_WHAT TO PRODUCE_
Search the data for "relay". Return each matching line.

_EXERCISE INPUTS_

━━━━━━━━━━━━━━━━━━━━━━━━━━━━━━

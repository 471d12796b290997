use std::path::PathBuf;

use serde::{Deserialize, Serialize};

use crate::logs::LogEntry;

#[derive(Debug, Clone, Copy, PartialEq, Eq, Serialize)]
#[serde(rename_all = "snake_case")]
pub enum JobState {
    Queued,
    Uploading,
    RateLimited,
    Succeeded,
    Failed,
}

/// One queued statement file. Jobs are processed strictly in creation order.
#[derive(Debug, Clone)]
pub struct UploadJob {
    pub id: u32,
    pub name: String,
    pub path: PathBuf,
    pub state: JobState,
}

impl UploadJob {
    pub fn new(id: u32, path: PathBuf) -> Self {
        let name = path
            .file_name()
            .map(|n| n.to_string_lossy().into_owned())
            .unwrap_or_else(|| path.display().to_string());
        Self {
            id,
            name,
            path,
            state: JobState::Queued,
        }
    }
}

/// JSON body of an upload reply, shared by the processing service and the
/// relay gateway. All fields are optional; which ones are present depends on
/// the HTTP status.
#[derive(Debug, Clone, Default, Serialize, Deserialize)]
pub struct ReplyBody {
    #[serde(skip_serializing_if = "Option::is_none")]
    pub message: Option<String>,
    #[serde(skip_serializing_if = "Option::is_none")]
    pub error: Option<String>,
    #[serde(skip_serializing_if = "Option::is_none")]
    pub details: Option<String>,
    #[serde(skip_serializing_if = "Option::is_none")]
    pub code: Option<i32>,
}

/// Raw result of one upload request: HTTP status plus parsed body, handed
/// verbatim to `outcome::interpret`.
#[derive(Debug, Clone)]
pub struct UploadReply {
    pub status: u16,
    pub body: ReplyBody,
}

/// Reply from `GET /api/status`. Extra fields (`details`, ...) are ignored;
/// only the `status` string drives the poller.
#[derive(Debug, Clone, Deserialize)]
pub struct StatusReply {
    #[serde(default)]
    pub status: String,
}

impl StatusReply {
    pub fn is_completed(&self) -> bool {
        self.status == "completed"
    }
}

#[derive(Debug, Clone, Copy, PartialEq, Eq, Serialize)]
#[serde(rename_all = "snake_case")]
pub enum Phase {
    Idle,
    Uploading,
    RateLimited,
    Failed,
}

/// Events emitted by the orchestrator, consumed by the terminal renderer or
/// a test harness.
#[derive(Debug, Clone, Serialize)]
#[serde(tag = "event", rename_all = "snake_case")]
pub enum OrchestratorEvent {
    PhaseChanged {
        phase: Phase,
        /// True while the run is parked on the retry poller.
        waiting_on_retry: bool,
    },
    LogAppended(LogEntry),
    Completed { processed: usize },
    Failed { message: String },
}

━━━━━━━━━━━━━━━━━━━━━━━━━━━━━━

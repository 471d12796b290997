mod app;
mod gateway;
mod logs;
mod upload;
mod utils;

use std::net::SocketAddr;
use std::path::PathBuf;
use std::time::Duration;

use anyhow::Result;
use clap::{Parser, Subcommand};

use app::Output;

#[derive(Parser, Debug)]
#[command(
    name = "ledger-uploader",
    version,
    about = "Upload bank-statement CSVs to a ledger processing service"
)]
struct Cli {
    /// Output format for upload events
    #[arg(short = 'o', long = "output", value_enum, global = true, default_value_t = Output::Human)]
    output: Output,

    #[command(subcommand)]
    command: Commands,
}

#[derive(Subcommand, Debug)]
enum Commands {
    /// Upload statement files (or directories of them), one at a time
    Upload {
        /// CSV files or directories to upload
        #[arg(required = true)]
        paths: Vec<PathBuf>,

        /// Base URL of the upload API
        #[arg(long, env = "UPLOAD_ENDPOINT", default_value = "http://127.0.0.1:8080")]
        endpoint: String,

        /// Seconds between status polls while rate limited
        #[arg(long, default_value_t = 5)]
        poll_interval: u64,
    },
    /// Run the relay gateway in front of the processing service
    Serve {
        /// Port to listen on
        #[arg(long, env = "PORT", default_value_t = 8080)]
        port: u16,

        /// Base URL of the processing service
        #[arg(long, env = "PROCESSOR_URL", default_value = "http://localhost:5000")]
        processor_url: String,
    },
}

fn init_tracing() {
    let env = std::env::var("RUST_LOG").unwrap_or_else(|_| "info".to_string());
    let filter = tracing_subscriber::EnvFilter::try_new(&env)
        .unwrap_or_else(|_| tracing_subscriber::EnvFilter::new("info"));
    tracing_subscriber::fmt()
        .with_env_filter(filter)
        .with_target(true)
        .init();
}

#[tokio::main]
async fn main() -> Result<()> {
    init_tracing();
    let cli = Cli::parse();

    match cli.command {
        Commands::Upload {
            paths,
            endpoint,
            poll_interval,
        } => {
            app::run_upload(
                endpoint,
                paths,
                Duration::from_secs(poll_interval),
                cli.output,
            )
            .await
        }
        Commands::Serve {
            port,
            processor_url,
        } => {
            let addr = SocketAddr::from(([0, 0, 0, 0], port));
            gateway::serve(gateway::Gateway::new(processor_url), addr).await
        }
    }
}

━━━━━━━━━━━━━━━━━━━━━━━━━━━━━━

_PROBLEM SOLUTION_
/// relay gateway. All fields are optional; which ones are present depends on
    /// Run the relay gateway in front of the processing service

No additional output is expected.